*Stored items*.

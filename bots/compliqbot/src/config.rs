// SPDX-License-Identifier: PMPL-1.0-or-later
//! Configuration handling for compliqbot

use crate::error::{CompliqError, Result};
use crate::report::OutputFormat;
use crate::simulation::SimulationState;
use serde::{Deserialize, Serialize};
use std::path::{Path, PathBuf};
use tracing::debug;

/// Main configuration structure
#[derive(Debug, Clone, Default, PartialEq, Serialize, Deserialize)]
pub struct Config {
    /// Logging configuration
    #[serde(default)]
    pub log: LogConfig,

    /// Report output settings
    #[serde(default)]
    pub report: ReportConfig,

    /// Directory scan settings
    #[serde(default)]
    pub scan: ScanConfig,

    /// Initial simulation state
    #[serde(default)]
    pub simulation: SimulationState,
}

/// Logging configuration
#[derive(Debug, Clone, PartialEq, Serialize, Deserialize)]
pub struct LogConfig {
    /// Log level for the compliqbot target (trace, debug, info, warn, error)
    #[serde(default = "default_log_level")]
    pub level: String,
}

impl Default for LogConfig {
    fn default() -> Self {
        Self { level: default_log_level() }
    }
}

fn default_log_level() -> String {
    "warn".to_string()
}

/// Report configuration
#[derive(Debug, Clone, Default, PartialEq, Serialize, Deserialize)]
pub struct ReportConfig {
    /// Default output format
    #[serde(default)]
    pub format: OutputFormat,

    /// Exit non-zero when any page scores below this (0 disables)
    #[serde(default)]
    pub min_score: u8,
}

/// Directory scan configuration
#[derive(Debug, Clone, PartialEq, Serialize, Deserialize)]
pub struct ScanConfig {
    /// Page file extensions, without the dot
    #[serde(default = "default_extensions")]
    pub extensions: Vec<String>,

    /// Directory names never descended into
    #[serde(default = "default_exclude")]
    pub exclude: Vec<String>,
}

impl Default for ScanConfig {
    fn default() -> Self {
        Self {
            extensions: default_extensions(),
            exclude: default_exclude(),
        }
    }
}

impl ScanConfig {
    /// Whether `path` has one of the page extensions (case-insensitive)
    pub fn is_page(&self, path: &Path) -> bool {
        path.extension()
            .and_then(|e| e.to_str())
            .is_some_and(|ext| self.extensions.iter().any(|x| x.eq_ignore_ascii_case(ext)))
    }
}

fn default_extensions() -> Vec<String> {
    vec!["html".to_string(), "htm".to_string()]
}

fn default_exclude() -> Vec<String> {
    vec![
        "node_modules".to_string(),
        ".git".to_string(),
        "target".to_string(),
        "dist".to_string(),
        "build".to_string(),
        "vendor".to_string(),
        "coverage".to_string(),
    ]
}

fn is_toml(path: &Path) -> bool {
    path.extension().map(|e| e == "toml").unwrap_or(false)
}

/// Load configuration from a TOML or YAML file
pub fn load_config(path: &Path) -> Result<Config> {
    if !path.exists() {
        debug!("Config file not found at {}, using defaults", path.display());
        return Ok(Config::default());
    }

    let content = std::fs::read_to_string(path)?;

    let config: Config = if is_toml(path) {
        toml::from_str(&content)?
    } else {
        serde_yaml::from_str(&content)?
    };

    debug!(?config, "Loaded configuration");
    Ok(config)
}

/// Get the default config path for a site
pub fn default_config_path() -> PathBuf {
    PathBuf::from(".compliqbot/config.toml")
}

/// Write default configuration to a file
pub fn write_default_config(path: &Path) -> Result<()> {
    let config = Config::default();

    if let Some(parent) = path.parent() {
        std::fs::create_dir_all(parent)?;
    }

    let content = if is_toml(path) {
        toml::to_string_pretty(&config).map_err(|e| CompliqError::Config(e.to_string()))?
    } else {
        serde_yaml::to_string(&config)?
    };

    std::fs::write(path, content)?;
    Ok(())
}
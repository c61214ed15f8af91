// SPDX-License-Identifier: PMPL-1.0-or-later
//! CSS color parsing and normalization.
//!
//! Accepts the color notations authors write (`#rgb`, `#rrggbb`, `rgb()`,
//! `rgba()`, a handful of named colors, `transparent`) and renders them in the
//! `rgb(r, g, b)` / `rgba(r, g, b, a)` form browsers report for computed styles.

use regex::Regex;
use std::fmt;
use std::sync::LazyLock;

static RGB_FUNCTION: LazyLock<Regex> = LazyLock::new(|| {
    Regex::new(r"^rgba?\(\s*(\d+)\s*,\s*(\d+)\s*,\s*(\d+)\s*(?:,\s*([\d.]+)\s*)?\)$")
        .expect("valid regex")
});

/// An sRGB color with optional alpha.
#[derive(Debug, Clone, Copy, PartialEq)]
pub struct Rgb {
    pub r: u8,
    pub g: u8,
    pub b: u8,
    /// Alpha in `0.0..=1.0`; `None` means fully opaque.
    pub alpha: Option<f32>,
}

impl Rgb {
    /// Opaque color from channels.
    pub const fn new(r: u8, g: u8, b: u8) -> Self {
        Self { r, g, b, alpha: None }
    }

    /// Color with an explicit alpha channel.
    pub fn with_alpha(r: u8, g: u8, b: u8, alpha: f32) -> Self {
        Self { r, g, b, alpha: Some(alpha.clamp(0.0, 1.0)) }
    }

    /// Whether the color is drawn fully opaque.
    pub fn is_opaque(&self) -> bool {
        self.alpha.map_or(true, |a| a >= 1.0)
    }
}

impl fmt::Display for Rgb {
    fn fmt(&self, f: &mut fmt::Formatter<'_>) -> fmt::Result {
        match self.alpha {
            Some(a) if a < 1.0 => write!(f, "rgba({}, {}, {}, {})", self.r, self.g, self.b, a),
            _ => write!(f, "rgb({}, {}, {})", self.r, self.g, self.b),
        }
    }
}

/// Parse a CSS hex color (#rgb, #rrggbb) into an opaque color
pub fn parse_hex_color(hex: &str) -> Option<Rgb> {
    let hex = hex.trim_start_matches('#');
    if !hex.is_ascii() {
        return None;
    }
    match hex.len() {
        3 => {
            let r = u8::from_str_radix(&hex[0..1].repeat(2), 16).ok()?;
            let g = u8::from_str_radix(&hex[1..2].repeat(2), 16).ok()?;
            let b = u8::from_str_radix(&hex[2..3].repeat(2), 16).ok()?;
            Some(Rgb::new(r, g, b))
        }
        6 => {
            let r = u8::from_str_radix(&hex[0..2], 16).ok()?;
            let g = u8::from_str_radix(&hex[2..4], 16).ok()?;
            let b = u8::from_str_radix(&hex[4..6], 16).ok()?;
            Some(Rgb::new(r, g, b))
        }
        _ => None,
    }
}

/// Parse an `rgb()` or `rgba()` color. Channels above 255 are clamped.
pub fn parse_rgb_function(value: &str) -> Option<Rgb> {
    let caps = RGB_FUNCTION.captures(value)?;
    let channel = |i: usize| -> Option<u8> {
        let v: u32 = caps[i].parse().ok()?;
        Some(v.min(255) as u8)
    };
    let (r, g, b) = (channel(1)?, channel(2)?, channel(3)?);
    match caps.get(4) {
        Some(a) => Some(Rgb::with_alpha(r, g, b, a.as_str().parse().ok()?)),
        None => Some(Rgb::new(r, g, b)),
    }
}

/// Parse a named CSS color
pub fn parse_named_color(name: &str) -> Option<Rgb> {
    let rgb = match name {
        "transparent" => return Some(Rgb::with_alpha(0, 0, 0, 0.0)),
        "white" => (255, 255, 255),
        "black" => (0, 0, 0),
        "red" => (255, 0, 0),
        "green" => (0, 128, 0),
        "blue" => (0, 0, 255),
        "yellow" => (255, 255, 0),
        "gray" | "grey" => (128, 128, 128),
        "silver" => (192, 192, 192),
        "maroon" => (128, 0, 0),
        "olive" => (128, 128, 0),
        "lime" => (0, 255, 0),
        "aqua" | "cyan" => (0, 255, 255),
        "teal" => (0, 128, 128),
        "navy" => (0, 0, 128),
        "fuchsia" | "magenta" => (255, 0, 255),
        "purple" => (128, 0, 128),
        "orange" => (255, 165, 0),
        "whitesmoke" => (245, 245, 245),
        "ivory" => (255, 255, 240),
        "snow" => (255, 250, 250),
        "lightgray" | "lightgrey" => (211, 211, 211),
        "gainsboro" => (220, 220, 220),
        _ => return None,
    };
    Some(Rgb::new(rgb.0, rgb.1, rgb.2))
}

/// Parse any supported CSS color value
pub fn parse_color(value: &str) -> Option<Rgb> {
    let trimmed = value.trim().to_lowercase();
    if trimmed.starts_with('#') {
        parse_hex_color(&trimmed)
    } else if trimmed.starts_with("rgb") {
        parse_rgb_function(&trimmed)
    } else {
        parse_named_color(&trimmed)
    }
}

*WHAT NEEDS TO BE DONE*. If a line above holds the string "warn", copy it out.

*RESULT OF THE TASK*.
    /// Log level for the compliqbot target (trace, debug, info, warn, error)
    "warn".to_string()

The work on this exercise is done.